Celle fotovoltaiche in perovskite

Il futuro del fotovoltaico per una migliorare efficienza di conversione a costo basso

Da qualche anno i ricercatori del fotovoltaico sono con gli occhi puntati sulla perovskite, un minerale di biossido di titanio di calcio, dotato di una struttura cristallina che lo rende un ottimo conduttore, quindi adatto anche per le celle fotovoltaiche.

 

Fonte: Wikipedia

La perovskite ha dimostrato di essere un ottimo materiale per il futuro del fotovoltaico con rendimenti notevoli in termini di conversione dell’energia solare in elettricità, che insieme al silicio (attualmente l’elemento chiave delle celle solari) possono diventare imbattibili nella produzione di energia pulita. In questo articolo analizziamo il potenziale della perovskite, gli ultimi sviluppi e le sue caratteristiche uniche che possono portare il mercato del fotovoltaico un passo a avanti.

Scoperta nel 1839 sui monti Urali, la perovskite diventa di interesse negli anni 2000 quando gli scienziati ne comprendono il grande potenziale per la produzione dei moduli fotovoltaici e non solo.

Uno dei promotori della perovskite e della sua applicazione nella generazione di energia proveniente dal sole è stato l’Oxford Photovoltaics, azienda britannica fondata nel 2010 come spin-off dell’Università di Oxford. Negli ultimi anni l’azienda si è dedicata allo sviluppo di materiali perovskitici avanzati per migliorare l’efficienza e la stabilità delle celle solari sviluppando anche una tecnologia che prevede l’integrazione di uno strato sottile di perovskite su celle solari al silicio. Un approccio che consente di sfruttare le caratteristiche complementari dei due materiali, migliorando l’efficienza complessiva del pannello fotovoltaico.

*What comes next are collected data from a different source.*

//! Type System for Crux
//!
//! A closed algebra of type values. Every operation is total: it yields
//! either the resulting type or an [`Type::Error`] describing why the
//! operands do not combine. An operation that receives an error passes it
//! through unchanged, so one root cause produces one diagnostic.

use std::fmt;

/// Size in bytes of every scalar value and of one operand-stack slot
pub const WORD_SIZE: usize = 4;

/// A Crux type
#[derive(Debug, Clone, PartialEq)]
pub enum Type {
    Int,
    Float,
    Bool,
    Void,
    Array { extent: usize, base: Box<Type> },
    Address(Box<Type>),
    Func { params: Vec<Type>, ret: Box<Type> },
    Error(String),
}

impl Type {
    pub fn error(message: impl Into<String>) -> Self {
        Type::Error(message.into())
    }

    pub fn array(extent: usize, base: Type) -> Self {
        Type::Array { extent, base: Box::new(base) }
    }

    pub fn address(base: Type) -> Self {
        Type::Address(Box::new(base))
    }

    pub fn func(params: Vec<Type>, ret: Type) -> Self {
        Type::Func { params, ret: Box::new(ret) }
    }

    /// Resolve a type name as written in a declaration
    pub fn from_name(name: &str) -> Self {
        match name {
            "int" => Type::Int,
            "float" => Type::Float,
            "bool" => Type::Bool,
            "void" => Type::Void,
            _ => Type::error(format!("Unknown type: {}.", name)),
        }
    }

    pub fn is_error(&self) -> bool {
        matches!(self, Type::Error(_))
    }

    /// Int, Float or Bool
    pub fn is_scalar(&self) -> bool {
        matches!(self, Type::Int | Type::Float | Type::Bool)
    }

    pub fn is_float(&self) -> bool {
        matches!(self, Type::Float)
    }

    pub fn is_void(&self) -> bool {
        matches!(self, Type::Void)
    }

    /// The innermost element type of a (possibly nested) array
    pub fn innermost(&self) -> &Type {
        match self {
            Type::Array { base, .. } => base.innermost(),
            other => other,
        }
    }

    /// Storage size in bytes, if the type occupies storage
    pub fn size_of(&self) -> Option<usize> {
        match self {
            Type::Int | Type::Float | Type::Bool => Some(WORD_SIZE),
            Type::Array { extent, base } => base.size_of().map(|size| extent * size),
            Type::Void | Type::Address(_) | Type::Func { .. } | Type::Error(_) => None,
        }
    }

    /// Structural equivalence
    pub fn equivalent(&self, other: &Type) -> bool {
        match (self, other) {
            (Type::Int, Type::Int)
            | (Type::Float, Type::Float)
            | (Type::Bool, Type::Bool)
            | (Type::Void, Type::Void) => true,
            (Type::Array { extent: ea, base: ba }, Type::Array { extent: eb, base: bb }) => {
                ea == eb && ba.equivalent(bb)
            }
            (Type::Address(a), Type::Address(b)) => a.equivalent(b),
            (Type::Func { params: pa, ret: ra }, Type::Func { params: pb, ret: rb }) => {
                list_equivalent(pa, pb) && ra.equivalent(rb)
            }
            _ => false,
        }
    }

    /// The first error among `types`, if any
    fn first_error<'a>(types: impl IntoIterator<Item = &'a Type>) -> Option<Type> {
        types.into_iter().find(|t| t.is_error()).cloned()
    }

    fn arithmetic(&self, that: &Type, describe: impl FnOnce() -> String) -> Type {
        if let Some(err) = Self::first_error([self, that]) {
            return err;
        }
        match (self, that) {
            (Type::Int, Type::Int) => Type::Int,
            (Type::Float, Type::Float) => Type::Float,
            _ => Type::error(describe()),
        }
    }

    pub fn add(&self, that: &Type) -> Type {
        self.arithmetic(that, || format!("Cannot add {} with {}.", self, that))
    }

    pub fn sub(&self, that: &Type) -> Type {
        self.arithmetic(that, || format!("Cannot subtract {} from {}.", that, self))
    }

    pub fn mul(&self, that: &Type) -> Type {
        self.arithmetic(that, || format!("Cannot multiply {} with {}.", self, that))
    }

    pub fn div(&self, that: &Type) -> Type {
        self.arithmetic(that, || format!("Cannot divide {} by {}.", self, that))
    }

    pub fn and(&self, that: &Type) -> Type {
        if let Some(err) = Self::first_error([self, that]) {
            return err;
        }
        match (self, that) {
            (Type::Bool, Type::Bool) => Type::Bool,
            _ => Type::error(format!("Cannot compute {} and {}.", self, that)),
        }
    }

    pub fn or(&self, that: &Type) -> Type {
        if let Some(err) = Self::first_error([self, that]) {
            return err;
        }
        match (self, that) {
            (Type::Bool, Type::Bool) => Type::Bool,
            _ => Type::error(format!("Cannot compute {} or {}.", self, that)),
        }
    }

    pub fn not(&self) -> Type {
        match self {
            Type::Error(_) => self.clone(),
            Type::Bool => Type::Bool,
            _ => Type::error(format!("Cannot negate {}.", self)),
        }
    }

    pub fn compare(&self, that: &Type) -> Type {
        if let Some(err) = Self::first_error([self, that]) {
            return err;
        }
        match (self, that) {
            (Type::Int, Type::Int) | (Type::Float, Type::Float) => Type::Bool,
            _ => Type::error(format!("Cannot compare {} with {}.", self, that)),
        }
    }

    pub fn deref(&self) -> Type {
        match self {
            Type::Error(_) => self.clone(),
            Type::Address(base) => (**base).clone(),
            _ => Type::error(format!("Cannot dereference {}.", self)),
        }
    }

    /// Index `self`, the address of an array, by `amount`
    pub fn index(&self, amount: &Type) -> Type {
        if let Some(err) = Self::first_error([self, amount]) {
            return err;
        }
        match (self, amount) {
            (Type::Address(inner), Type::Int) => match inner.as_ref() {
                Type::Array { base, .. } => Type::Address(base.clone()),
                _ => Type::error(format!("Cannot index {} with {}.", self, amount)),
            },
            _ => Type::error(format!("Cannot index {} with {}.", self, amount)),
        }
    }

    /// Store `source` through `self`, which must be the address of a scalar
    pub fn assign(&self, source: &Type) -> Type {
        if let Some(err) = Self::first_error([self, source]) {
            return err;
        }
        match self {
            Type::Address(base) if base.is_scalar() && base.equivalent(source) => source.clone(),
            _ => Type::error(format!("Cannot assign {} to {}.", source, self)),
        }
    }

    /// An error inside a function signature, in a parameter or the return type
    pub fn signature_error(&self) -> Option<&Type> {
        match self {
            Type::Func { params, ret } => params
                .iter()
                .chain(std::iter::once(&**ret))
                .find(|ty| ty.is_error()),
            _ => None,
        }
    }

    /// Call `self`, a function type, with the given argument types
    pub fn call(&self, args: &[Type]) -> Type {
        let inputs = std::iter::once(self)
            .chain(self.signature_error())
            .chain(args);
        if let Some(err) = Self::first_error(inputs) {
            return err;
        }
        match self {
            Type::Func { params, ret } if list_equivalent(params, args) => (**ret).clone(),
            _ => Type::error(format!("Cannot call {} using {}.", self, TypeList(args))),
        }
    }
}

fn list_equivalent(a: &[Type], b: &[Type]) -> bool {
    a.len() == b.len() && a.iter().zip(b).all(|(x, y)| x.equivalent(y))
}

/// Display adapter for an ordered list of types
pub struct TypeList<'a>(pub &'a [Type]);

impl fmt::Display for TypeList<'_> {
    fn fmt(&self, f: &mut fmt::Formatter<'_>) -> fmt::Result {
        f.write_str("TypeList(")?;
        for (i, ty) in self.0.iter().enumerate() {
            if i > 0 {
                f.write_str(", ")?;
            }
            write!(f, "{}", ty)?;
        }
        f.write_str(")")
    }
}

impl fmt::Display for Type {
    fn fmt(&self, f: &mut fmt::Formatter<'_>) -> fmt::Result {
        match self {
            Type::Int => f.write_str("int"),
            Type::Float => f.write_str("float"),
            Type::Bool => f.write_str("bool"),
            Type::Void => f.write_str("void"),
            Type::Array { extent, base } => write!(f, "array[{},{}]", extent, base),
            Type::Address(base) => write!(f, "Address({})", base),
            Type::Func { params, ret } => write!(f, "func({}):{}", TypeList(params), ret),
            Type::Error(message) => write!(f, "ErrorType({})", message),
        }
    }
}
//! Code Generation trait - Backend abstraction
//!
//! A backend lowers a type-checked tree into a target program. Generation
//! either completes or stops at the first construct it cannot lower.

use crate::frontend::ast::Node;

/// Code generation backend trait
pub trait CodeGen {
    /// Lower the tree rooted at `root`; true when code was generated
    fn generate(&mut self, root: &Node) -> bool;

    fn has_error(&self) -> bool;

    fn error_report(&self) -> String;

    /// Get the backend name
    fn name(&self) -> &str;
}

I componenti delle perovskite – proprietà eccezionali

Sembra che l’efficienza delle celle solari di perovskite si attesti ad oggi intorno al 29 per cento in condizioni sperimentali, il che supera il valore della resa del silicio presente nei pannelli commercializzati. Visto il rapido sviluppo degli ultimi anni, la facile reperibilità dei componenti, il costo basso, e la possibilità di utilizzo insieme al silicio, è possibile che i moduli fotovoltaici del prossimo futuro siano maggiormente in perovskite.

Perché i materiali perovskitici utilizzati nel fotovoltaico possono rendere il prodotto eccezionale.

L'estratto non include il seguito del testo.